mod angle;
mod catalog;
mod config;
mod ephemeris;
mod mount;
mod observation;
mod planner;
mod scheduler;
mod target;
mod tracker;

use std::error::Error;
use std::process::ExitCode;
use std::sync::Arc;

use clap::{Parser, Subcommand};

use crate::catalog::{ManualCatalog, TargetCatalog, TleCatalog};
use crate::config::Config;
use crate::ephemeris::TleEphemeris;
use crate::mount::{MountConnection, MountController, MountPosition};
use crate::observation::{MeasurementSeries, PointingOnly, PostPipeline, PostStage};
use crate::planner::{AutoSolver, GridMapping, PathStrategy, RoutePlanner};
use crate::scheduler::{BatchMeasurement, BatchScheduler};
use crate::target::Target;
use crate::tracker::Tracker;

type BoxError = Box<dyn Error>;

#[derive(Parser)]
#[command(name = "track-o-mat")]
#[command(about = "Batch observation with a two-axis antenna mount")]
struct Cli {
    #[command(subcommand)]
    command: Commands,
}

#[derive(Subcommand)]
enum Commands {
    /// Validate a configuration file
    Validate { config: String },
    /// Print the current visiting order
    Plan { config: String },
    /// Run the batch observation
    Run { config: String },
}

fn main() -> ExitCode {
    env_logger::Builder::from_env(env_logger::Env::default().default_filter_or("info")).init();
    let cli = Cli::parse();

    let result = match cli.command {
        Commands::Validate { config } => validate(&config),
        Commands::Plan { config } => plan(&config),
        Commands::Run { config } => run(&config),
    };
    match result {
        Ok(()) => ExitCode::SUCCESS,
        Err(e) => {
            eprintln!("Error: {}", e);
            ExitCode::FAILURE
        }
    }
}

fn load(path: &str) -> Result<Config, BoxError> {
    let config = Config::from_file(path)?;
    config.validate()?;
    Ok(config)
}

fn validate(path: &str) -> Result<(), BoxError> {
    let config = load(path)?;
    println!("Configuration is valid");
    println!("  mount: {} (stow {})", config.mount.address, config.mount.stow);
    if config.is_manual() {
        println!("  targets: {} manual positions", config.manual_positions()?.len());
    } else if config.targets.names.is_empty() {
        println!("  targets: {}", config.targets.categories.join(", "));
    } else {
        println!("  targets: {}", config.targets.names.join(", "));
    }
    match (&config.measurement.frequencies, &config.measurement.bands) {
        (Some(mhz), _) => println!("  frequencies: {:?} MHz", mhz),
        (None, Some(bands)) => {
            for (category, list) in bands {
                println!("  bands {}: {}", category, list.join(", "));
            }
        }
        (None, None) => {}
    }
    println!(
        "  scan time: {}, lap interval: {}",
        humantime::format_duration(config.schedule.scan_time),
        humantime::format_duration(config.schedule.lap_interval)
    );
    Ok(())
}

fn connect(config: &Config) -> Result<Arc<MountController>, BoxError> {
    log::info!("Connecting to mount at {}", config.mount.address);
    let link = MountConnection::connect(config.mount.address.as_str())?;
    let mount = MountController::new(
        Box::new(link),
        config.mount.min_azimuth,
        config.mount.min_elevation,
        config.mount.stow,
        config.mount.close_enough,
    )?;
    Ok(Arc::new(mount))
}

/// The catalog plus the categories and names to load from it.
fn catalog(config: &Config) -> Result<(Arc<dyn TargetCatalog>, Vec<String>, Vec<String>), BoxError> {
    if config.is_manual() {
        let positions = config.manual_positions()?;
        let catalog = Arc::new(ManualCatalog::new(&positions)?);
        return Ok((catalog, Vec::new(), positions));
    }

    let dir = config
        .targets
        .tle_dir
        .as_deref()
        .ok_or("targets.tle_dir is not set")?;
    let ephemeris = TleEphemeris::from_dir(config.station.ground_station(), dir)?;
    log::info!(
        "Loaded {} satellites from {}",
        ephemeris.names().count(),
        dir.display()
    );
    let names = config.targets.names.clone();
    // explicit names replace the categories
    let categories = if names.is_empty() {
        config.targets.categories.clone()
    } else {
        Vec::new()
    };
    Ok((Arc::new(TleCatalog::new(Arc::new(ephemeris))), categories, names))
}

fn strategy(config: &Config, mount: &Arc<MountController>) -> Result<Box<dyn PathStrategy>, BoxError> {
    let (catalog, categories, names) = catalog(config)?;

    if let Some(grid) = &config.targets.grid {
        let reference = catalog.load_target(&grid.target)?;
        log::info!(
            "Mapping {} on a {}x{} grid",
            reference.name(),
            grid.rows,
            grid.cols
        );
        return Ok(Box::new(GridMapping::new(
            reference,
            grid.rows,
            grid.cols,
            grid.row_step,
            grid.col_step,
        )));
    }

    Ok(Box::new(
        RoutePlanner::new(
            catalog,
            Arc::new(MountPosition(mount.clone())),
            mount.clone(),
            config.planner.elevation_cutoff,
            config.planner.max_batch_size,
        )
        .with_categories(categories)
        .with_names(names)
        .with_solver(Box::new(AutoSolver {
            exact_limit: config.planner.exact_solver_limit,
        })),
    ))
}

fn plan(path: &str) -> Result<(), BoxError> {
    let config = load(path)?;
    let mount = connect(&config)?;
    let result = strategy(&config, &mount).and_then(|mut strategy| {
        let (order, length) = strategy.find_optimal_path(true)?;
        println!(
            "Visiting order ({} targets, {:.1} deg):",
            order.len(),
            length.to_degrees()
        );
        for (i, target) in order.iter().enumerate() {
            println!("  {}: {}", i + 1, target);
        }
        Ok(())
    });
    mount.terminate()?;
    result
}

fn run(path: &str) -> Result<(), BoxError> {
    let config = load(path)?;
    let mount = connect(&config)?;
    let strategy = strategy(&config, &mount)?;

    let series = Arc::new(MeasurementSeries::create(&config.output.data_dir)?);
    let post = PostPipeline::builder()
        .then(PostStage::RemoveRfi)?
        .then(PostStage::DecimateChannels(config.measurement.channels))?
        .then(PostStage::SaveSpectrum(config.output.data_dir.clone()))?
        .then(PostStage::RecordObservation(series))?
        .then(PostStage::Summary)?
        .build();

    let settings = config.schedule_settings();
    let tracker = Tracker::new(
        mount.clone(),
        Target::fixed("Stow", mount.stow()),
        config.measurement.offset,
    )
    .with_interval(config.mount.update_interval);
    let factory = PointingOnly::new(mount.clone(), config.measurement.integration);
    let batch = BatchMeasurement::new(
        tracker,
        config.frequency_plan(),
        config.measurement_settings(),
        post,
        Box::new(factory),
        &settings,
    );

    let mut scheduler = BatchScheduler::new(strategy, batch, settings);
    scheduler.run()?;
    Ok(())
}
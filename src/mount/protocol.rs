use super::connection::MountLink;
use super::error::MountError;

const REPLY_BYTES: usize = 0x400;

/// Typed command set of the mount controller.
///
/// Variables are read with `MG <name>`; the reply is the value followed by
/// `\r\n:`. Commands without a value reply with a bare `:`.
pub struct MountCommands {
    link: Box<dyn MountLink>,
}

impl MountCommands {
    pub fn new(link: Box<dyn MountLink>) -> Self {
        Self { link }
    }

    pub fn terminate(&self) -> Result<(), MountError> {
        self.link.terminate()
    }

    pub fn set_lna(&self, on: bool) -> Result<bool, MountError> {
        self.command_ok(if on { "SB8" } else { "CB8" })
    }

    pub fn set_noise_diode(&self, on: bool) -> Result<bool, MountError> {
        self.command_ok(if on { "SB9" } else { "CB9" })
    }

    /// Resets the control hardware to its power-on state.
    pub fn reset_hardware(&self) -> Result<bool, MountError> {
        self.command_ok("RS")
    }

    /// Drives both axes to their end stops to re-establish the position reference.
    pub fn reset_pointing(&self) -> Result<bool, MountError> {
        for cmd in ["HX0", "HX1", "HX2", "HX3"] {
            self.link.send_and_receive(cmd, REPLY_BYTES)?;
        }
        self.command_ok("XQ #INIT")
    }

    pub fn set_target_az_cog(&self, cog: i64) -> Result<bool, MountError> {
        self.command_ok(&format!("t_az={}", cog))
    }

    pub fn set_target_el_cog(&self, cog: i64) -> Result<bool, MountError> {
        self.command_ok(&format!("t_el={}", cog))
    }

    pub fn knows_position(&self) -> Result<bool, MountError> {
        Ok(self.read_int("knowpos")? != 0)
    }

    pub fn target_az_cog(&self) -> Result<i64, MountError> {
        self.read_int("t_az")
    }

    pub fn target_el_cog(&self) -> Result<i64, MountError> {
        self.read_int("t_el")
    }

    pub fn current_az_cog(&self) -> Result<i64, MountError> {
        self.read_int("c_az")
    }

    pub fn current_el_cog(&self) -> Result<i64, MountError> {
        self.read_int("c_el")
    }

    pub fn min_az_cog(&self) -> Result<i64, MountError> {
        self.read_int("minaz")
    }

    pub fn max_az_cog(&self) -> Result<i64, MountError> {
        self.read_int("maxaz")
    }

    pub fn min_el_cog(&self) -> Result<i64, MountError> {
        self.read_int("minel")
    }

    pub fn max_el_cog(&self) -> Result<i64, MountError> {
        self.read_int("maxel")
    }

    /// Degrees per cog in azimuth.
    pub fn az_step(&self) -> Result<f64, MountError> {
        self.read_float("az_dpch")
    }

    /// Degrees per cog in elevation.
    pub fn el_step(&self) -> Result<f64, MountError> {
        self.read_float("el_dpch")
    }

    pub fn motors_running(&self) -> Result<bool, MountError> {
        let d_az = (self.target_az_cog()? - self.current_az_cog()?).abs();
        let d_el = (self.target_el_cog()? - self.current_el_cog()?).abs();
        Ok(d_az > 0 || d_el > 0)
    }

    pub fn stop_motors(&self) -> Result<(), MountError> {
        self.set_target_az_cog(self.current_az_cog()?)?;
        self.set_target_el_cog(self.current_el_cog()?)?;
        Ok(())
    }

    fn command_ok(&self, cmd: &str) -> Result<bool, MountError> {
        let reply = self.link.send_and_receive(cmd, REPLY_BYTES)?;
        Ok(reply.trim() == ":")
    }

    fn read_value(&self, var: &str) -> Result<String, MountError> {
        let cmd = format!("MG {}", var);
        let reply = self.link.send_and_receive(&cmd, REPLY_BYTES)?;
        match reply.strip_suffix(':') {
            Some(value) => Ok(value.trim().to_string()),
            None => Err(MountError::MalformedResponse {
                command: cmd,
                response: reply,
            }),
        }
    }

    fn read_float(&self, var: &str) -> Result<f64, MountError> {
        let value = self.read_value(var)?;
        value
            .parse::<f64>()
            .map_err(|_| MountError::MalformedResponse {
                command: format!("MG {}", var),
                response: value,
            })
    }

    fn read_int(&self, var: &str) -> Result<i64, MountError> {
        // the controller reports every variable in fixed point
        Ok(self.read_float(var)?.trunc() as i64)
    }
}
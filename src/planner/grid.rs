use std::sync::Arc;

use super::{PathStrategy, PlanError};
use crate::angle::AzEl;
use crate::target::{ElevationScaledOffset, Target};

/// Offset grid around one reference target, walked row by row in
/// alternating direction. Used for beam maps of a single object.
pub struct GridMapping {
    reference: Target,
    rows: usize,
    cols: usize,
    row_step: f64,
    col_step: f64,
    path: Vec<Target>,
    grid: Vec<(usize, usize)>,
    cursor: usize,
}

impl GridMapping {
    pub fn new(reference: Target, rows: usize, cols: usize, row_step: f64, col_step: f64) -> Self {
        Self {
            reference,
            rows,
            cols,
            row_step,
            col_step,
            path: Vec::new(),
            grid: Vec::new(),
            cursor: 0,
        }
    }

    pub fn set_target(&mut self, reference: Target) {
        self.reference = reference;
    }

    /// (row, column) of the point most recently yielded by [`route`](PathStrategy::route).
    pub fn current_grid_point(&self) -> Option<(usize, usize)> {
        self.cursor.checked_sub(1).and_then(|i| self.grid.get(i).copied())
    }

    /// Degrees of travel along the grid.
    pub fn path_length(&self) -> f64 {
        if self.rows == 0 || self.cols == 0 {
            return 0.0;
        }
        (self.cols - 1) as f64 * self.rows as f64 * self.col_step
            + (self.rows - 1) as f64 * self.row_step
    }

    fn compute_path(&mut self) -> Result<(), PlanError> {
        self.path.clear();
        self.grid.clear();
        let row_centre = (self.rows as f64 - 1.0) / 2.0;
        let col_centre = (self.cols as f64 - 1.0) / 2.0;
        for i in 0..self.rows {
            let r = (i as f64 - row_centre) * self.row_step;
            let mut cols: Vec<usize> = (0..self.cols).collect();
            if i % 2 == 1 {
                cols.reverse();
            }
            for j in cols {
                let c = (j as f64 - col_centre) * self.col_step;
                let source = Arc::new(ElevationScaledOffset::new(
                    self.reference.source(),
                    AzEl::new(c, r),
                ));
                let name = format!("{}_{:.3}_{:.3}", self.reference.name(), r, c);
                self.path.push(self.reference.copy(name, source)?);
                self.grid.push((i, j));
            }
        }
        Ok(())
    }
}

impl PathStrategy for GridMapping {
    fn find_optimal_path(&mut self, _refresh: bool) -> Result<(Vec<Target>, f64), PlanError> {
        self.compute_path()?;
        Ok((self.path.clone(), self.path_length().to_radians()))
    }

    fn route(&mut self) -> Result<Box<dyn Iterator<Item = Target> + '_>, PlanError> {
        self.compute_path()?;
        if self.path.is_empty() {
            return Err(PlanError::EmptyPath);
        }
        self.cursor = 0;
        Ok(Box::new(GridWalk { grid: self }))
    }
}

struct GridWalk<'a> {
    grid: &'a mut GridMapping,
}

impl Iterator for GridWalk<'_> {
    type Item = Target;

    fn next(&mut self) -> Option<Target> {
        let target = self.grid.path.get(self.grid.cursor)?.clone();
        self.grid.cursor += 1;
        Some(target)
    }
}

#[cfg(test)]
mod tests {
    use super::*;
    use approx::assert_abs_diff_eq;

    fn sun() -> Target {
        Target::fixed("Sun", AzEl::new(180.0, 0.0))
    }

    #[test]
    fn walks_rows_in_alternating_direction() {
        let mut grid = GridMapping::new(sun(), 3, 3, 1.5, 1.5);
        let (path, length) = grid.find_optimal_path(true).unwrap();
        assert_eq!(path.len(), 9);
        assert_eq!(path[0].name(), "Sun_-1.500_-1.500");
        assert_eq!(path[3].name(), "Sun_0.000_1.500");
        assert_eq!(path[8].name(), "Sun_1.500_1.500");
        assert_abs_diff_eq!(length.to_degrees(), 2.0 * 3.0 * 1.5 + 2.0 * 1.5, epsilon = 1e-9);
    }

    #[test]
    fn offsets_follow_the_reference() {
        let mut grid = GridMapping::new(sun(), 1, 3, 1.0, 2.0);
        let (path, _) = grid.find_optimal_path(true).unwrap();
        // at zero elevation the azimuth offset is not scaled
        assert_abs_diff_eq!(path[0].position().azimuth(), 178.0, epsilon = 1e-9);
        assert_abs_diff_eq!(path[2].position().azimuth(), 182.0, epsilon = 1e-9);
    }

    #[test]
    fn route_tracks_grid_point() {
        let mut grid = GridMapping::new(sun(), 2, 2, 1.0, 1.0);
        let names: Vec<String> = grid
            .route()
            .unwrap()
            .take(3)
            .map(|t| t.name().to_string())
            .collect();
        assert_eq!(names.len(), 3);
        assert_eq!(grid.current_grid_point(), Some((1, 1)));
    }
}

□ □ □ □ □

Where the line with "use crate::tracker::Tracker;" ends, your copy should end too; please return exactly the lines from the first line of the data through it.

__RESPONSE AREA__.
mod angle;
mod catalog;
mod config;
mod ephemeris;
mod mount;
mod observation;
mod planner;
mod scheduler;
mod target;
mod tracker;

use std::error::Error;
use std::process::ExitCode;
use std::sync::Arc;

use clap::{Parser, Subcommand};

use crate::catalog::{ManualCatalog, TargetCatalog, TleCatalog};
use crate::config::Config;
use crate::ephemeris::TleEphemeris;
use crate::mount::{MountConnection, MountController, MountPosition};
use crate::observation::{MeasurementSeries, PointingOnly, PostPipeline, PostStage};
use crate::planner::{AutoSolver, GridMapping, PathStrategy, RoutePlanner};
use crate::scheduler::{BatchMeasurement, BatchScheduler};
use crate::target::Target;
use crate::tracker::Tracker;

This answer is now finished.